Start of THE DATA

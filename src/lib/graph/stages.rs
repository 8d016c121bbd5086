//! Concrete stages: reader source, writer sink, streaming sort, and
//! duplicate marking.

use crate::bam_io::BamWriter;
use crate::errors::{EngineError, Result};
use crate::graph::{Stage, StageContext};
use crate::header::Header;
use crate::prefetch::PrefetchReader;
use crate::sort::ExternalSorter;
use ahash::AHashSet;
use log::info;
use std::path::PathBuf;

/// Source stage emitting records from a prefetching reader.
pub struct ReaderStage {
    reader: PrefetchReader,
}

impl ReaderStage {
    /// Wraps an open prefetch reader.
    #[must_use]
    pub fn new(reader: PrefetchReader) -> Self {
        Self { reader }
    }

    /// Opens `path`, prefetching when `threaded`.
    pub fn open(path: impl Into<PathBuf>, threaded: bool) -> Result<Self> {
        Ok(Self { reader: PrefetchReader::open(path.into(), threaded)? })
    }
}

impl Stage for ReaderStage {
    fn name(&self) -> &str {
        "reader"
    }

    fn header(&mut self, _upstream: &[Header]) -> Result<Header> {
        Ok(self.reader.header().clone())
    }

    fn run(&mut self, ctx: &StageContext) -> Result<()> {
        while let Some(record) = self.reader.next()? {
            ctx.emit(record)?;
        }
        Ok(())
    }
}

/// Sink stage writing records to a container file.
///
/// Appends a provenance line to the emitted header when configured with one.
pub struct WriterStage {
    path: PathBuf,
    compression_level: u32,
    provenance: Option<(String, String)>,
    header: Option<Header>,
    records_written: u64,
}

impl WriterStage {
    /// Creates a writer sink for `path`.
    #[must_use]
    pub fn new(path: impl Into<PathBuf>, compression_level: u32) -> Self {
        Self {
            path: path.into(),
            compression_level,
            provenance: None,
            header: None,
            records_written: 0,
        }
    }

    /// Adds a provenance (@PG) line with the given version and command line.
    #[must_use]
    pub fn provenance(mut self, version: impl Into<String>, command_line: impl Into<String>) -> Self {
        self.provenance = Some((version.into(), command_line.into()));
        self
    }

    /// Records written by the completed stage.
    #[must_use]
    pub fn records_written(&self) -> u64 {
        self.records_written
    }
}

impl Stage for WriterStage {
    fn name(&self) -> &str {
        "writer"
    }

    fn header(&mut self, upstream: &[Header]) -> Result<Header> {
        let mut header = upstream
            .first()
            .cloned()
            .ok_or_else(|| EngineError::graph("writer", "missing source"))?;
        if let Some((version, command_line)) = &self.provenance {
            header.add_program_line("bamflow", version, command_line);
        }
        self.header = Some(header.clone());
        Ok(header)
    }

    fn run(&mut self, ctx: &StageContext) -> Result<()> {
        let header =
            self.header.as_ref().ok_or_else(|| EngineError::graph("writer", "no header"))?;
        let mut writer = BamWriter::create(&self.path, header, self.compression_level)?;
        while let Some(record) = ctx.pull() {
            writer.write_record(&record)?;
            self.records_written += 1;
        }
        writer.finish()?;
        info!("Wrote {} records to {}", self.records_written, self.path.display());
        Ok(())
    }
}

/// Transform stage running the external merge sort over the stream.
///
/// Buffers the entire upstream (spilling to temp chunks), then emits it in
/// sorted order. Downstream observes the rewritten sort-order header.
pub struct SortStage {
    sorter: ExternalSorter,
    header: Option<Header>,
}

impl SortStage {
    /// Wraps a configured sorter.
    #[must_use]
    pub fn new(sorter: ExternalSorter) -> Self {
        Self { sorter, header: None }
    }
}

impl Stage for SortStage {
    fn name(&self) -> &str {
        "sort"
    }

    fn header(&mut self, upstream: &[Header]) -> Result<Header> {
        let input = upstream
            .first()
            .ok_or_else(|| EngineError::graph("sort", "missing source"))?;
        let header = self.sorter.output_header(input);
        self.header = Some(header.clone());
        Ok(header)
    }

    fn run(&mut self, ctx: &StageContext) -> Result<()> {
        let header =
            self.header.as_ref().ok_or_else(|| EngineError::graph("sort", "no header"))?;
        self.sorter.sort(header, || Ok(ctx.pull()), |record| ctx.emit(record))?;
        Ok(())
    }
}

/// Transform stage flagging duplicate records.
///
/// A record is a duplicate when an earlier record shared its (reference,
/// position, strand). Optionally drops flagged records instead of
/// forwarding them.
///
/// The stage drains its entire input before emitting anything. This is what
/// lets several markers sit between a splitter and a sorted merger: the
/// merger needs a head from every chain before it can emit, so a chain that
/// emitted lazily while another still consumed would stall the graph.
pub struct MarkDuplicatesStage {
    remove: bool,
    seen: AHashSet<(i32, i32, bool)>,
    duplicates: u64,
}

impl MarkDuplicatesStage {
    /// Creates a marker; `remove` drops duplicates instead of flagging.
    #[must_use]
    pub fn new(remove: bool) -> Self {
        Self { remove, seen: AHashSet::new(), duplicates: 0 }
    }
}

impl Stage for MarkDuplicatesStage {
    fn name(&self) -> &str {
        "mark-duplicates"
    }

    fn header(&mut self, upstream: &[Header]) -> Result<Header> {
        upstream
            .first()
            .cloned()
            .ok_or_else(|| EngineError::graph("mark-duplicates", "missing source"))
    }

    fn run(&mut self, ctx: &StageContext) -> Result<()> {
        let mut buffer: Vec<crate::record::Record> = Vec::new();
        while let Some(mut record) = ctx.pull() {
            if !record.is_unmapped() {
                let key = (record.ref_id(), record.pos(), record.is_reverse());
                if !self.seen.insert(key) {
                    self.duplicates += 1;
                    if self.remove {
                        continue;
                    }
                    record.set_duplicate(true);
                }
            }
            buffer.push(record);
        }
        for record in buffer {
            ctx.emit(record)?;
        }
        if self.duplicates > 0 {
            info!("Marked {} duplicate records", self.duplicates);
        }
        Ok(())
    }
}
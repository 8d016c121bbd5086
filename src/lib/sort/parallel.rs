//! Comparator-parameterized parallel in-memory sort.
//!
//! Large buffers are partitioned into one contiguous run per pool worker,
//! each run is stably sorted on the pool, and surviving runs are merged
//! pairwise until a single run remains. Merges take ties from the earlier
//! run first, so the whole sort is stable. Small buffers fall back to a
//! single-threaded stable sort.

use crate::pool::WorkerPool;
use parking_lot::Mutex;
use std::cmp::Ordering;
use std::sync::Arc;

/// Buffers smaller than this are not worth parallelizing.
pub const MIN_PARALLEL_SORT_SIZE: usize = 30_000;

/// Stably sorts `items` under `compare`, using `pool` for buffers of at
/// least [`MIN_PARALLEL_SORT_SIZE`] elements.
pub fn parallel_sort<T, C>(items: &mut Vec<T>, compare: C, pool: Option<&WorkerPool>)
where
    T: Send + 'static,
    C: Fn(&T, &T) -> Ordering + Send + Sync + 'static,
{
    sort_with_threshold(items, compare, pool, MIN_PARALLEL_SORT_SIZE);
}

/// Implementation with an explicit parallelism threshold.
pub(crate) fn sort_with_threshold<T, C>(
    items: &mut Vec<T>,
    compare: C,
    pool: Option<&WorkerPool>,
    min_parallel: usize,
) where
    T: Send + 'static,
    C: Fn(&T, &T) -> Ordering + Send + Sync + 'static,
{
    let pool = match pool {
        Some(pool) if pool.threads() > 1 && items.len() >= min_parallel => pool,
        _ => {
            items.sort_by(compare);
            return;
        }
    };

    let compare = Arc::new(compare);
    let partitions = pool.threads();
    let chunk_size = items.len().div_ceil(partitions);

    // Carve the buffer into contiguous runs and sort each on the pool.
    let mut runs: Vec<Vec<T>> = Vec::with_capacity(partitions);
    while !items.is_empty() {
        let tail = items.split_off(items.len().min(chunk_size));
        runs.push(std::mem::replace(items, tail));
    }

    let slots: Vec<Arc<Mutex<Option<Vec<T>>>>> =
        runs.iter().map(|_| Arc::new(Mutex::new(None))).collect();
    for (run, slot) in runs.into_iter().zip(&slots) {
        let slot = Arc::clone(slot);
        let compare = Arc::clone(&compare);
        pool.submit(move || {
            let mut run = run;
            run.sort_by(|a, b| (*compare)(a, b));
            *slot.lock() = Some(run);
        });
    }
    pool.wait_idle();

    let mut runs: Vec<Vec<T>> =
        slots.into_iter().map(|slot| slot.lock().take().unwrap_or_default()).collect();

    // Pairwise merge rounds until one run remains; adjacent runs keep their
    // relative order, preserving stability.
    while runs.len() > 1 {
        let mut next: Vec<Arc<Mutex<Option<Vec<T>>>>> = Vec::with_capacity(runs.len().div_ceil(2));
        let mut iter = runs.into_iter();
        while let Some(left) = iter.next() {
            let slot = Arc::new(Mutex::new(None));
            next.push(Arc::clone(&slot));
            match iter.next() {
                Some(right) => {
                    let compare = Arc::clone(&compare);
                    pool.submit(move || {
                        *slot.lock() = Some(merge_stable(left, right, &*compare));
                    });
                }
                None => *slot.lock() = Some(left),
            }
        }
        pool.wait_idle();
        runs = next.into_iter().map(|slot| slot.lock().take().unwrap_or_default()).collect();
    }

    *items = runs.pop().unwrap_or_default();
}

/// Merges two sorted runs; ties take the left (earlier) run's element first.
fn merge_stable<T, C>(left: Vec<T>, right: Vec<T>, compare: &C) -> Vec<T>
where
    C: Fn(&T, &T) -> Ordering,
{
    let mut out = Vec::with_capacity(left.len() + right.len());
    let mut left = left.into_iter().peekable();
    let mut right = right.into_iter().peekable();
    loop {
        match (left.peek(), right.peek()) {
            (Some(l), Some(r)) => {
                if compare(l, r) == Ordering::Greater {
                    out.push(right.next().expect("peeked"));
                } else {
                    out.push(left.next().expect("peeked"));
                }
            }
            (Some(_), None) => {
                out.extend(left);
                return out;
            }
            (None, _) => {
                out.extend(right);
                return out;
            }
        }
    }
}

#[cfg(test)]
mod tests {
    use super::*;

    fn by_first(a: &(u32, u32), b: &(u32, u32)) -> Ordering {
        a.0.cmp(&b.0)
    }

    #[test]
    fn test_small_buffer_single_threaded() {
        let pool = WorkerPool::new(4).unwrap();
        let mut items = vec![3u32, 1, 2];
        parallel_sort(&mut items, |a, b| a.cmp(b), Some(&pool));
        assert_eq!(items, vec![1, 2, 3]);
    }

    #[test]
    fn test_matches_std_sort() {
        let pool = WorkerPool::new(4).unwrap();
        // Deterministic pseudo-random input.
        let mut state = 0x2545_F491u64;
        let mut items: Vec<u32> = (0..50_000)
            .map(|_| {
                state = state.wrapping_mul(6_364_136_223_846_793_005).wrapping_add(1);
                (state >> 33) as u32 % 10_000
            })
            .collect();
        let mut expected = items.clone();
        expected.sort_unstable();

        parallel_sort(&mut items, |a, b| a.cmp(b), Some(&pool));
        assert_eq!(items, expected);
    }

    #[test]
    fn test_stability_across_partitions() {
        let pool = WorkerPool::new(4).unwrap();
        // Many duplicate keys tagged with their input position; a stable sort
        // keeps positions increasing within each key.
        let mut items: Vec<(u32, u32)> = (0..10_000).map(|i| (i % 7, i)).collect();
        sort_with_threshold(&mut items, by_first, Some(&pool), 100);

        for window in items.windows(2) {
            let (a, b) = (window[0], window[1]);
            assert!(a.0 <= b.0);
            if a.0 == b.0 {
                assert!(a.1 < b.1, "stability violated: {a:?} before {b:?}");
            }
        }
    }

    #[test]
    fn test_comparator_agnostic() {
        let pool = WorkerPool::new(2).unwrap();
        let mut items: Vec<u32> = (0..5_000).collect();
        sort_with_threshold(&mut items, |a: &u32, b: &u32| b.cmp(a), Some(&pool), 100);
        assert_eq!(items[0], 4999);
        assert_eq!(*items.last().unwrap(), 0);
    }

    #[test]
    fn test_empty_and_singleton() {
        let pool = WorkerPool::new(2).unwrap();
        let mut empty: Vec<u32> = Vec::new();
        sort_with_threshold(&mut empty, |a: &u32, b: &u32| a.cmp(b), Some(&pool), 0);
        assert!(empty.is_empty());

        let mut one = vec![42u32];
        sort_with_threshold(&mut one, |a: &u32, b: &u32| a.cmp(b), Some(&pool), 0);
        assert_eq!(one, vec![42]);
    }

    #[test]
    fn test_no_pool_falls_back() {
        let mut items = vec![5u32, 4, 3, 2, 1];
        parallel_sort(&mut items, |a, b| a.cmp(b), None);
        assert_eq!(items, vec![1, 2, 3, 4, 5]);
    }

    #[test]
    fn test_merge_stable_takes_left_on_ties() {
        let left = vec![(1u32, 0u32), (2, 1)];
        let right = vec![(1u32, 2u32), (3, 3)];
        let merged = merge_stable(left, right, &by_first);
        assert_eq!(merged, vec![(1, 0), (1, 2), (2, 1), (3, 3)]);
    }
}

End of THE DATA

[WHAT IS BEING ASKED] Of the entries above, repeat exactly the lines from the line with "sort_with_threshold(&mut items, by_first, Some(&pool), 100);" through the line with "let mut items: Vec<u32> = (0..5_000).collect();", both of them included.

[WORKED SOLUTION]
        sort_with_threshold(&mut items, by_first, Some(&pool), 100);

        for window in items.windows(2) {
            let (a, b) = (window[0], window[1]);
            assert!(a.0 <= b.0);
            if a.0 == b.0 {
                assert!(a.1 < b.1, "stability violated: {a:?} before {b:?}");
            }
        }
    }

    #[test]
    fn test_comparator_agnostic() {
        let pool = WorkerPool::new(2).unwrap();
        let mut items: Vec<u32> = (0..5_000).collect();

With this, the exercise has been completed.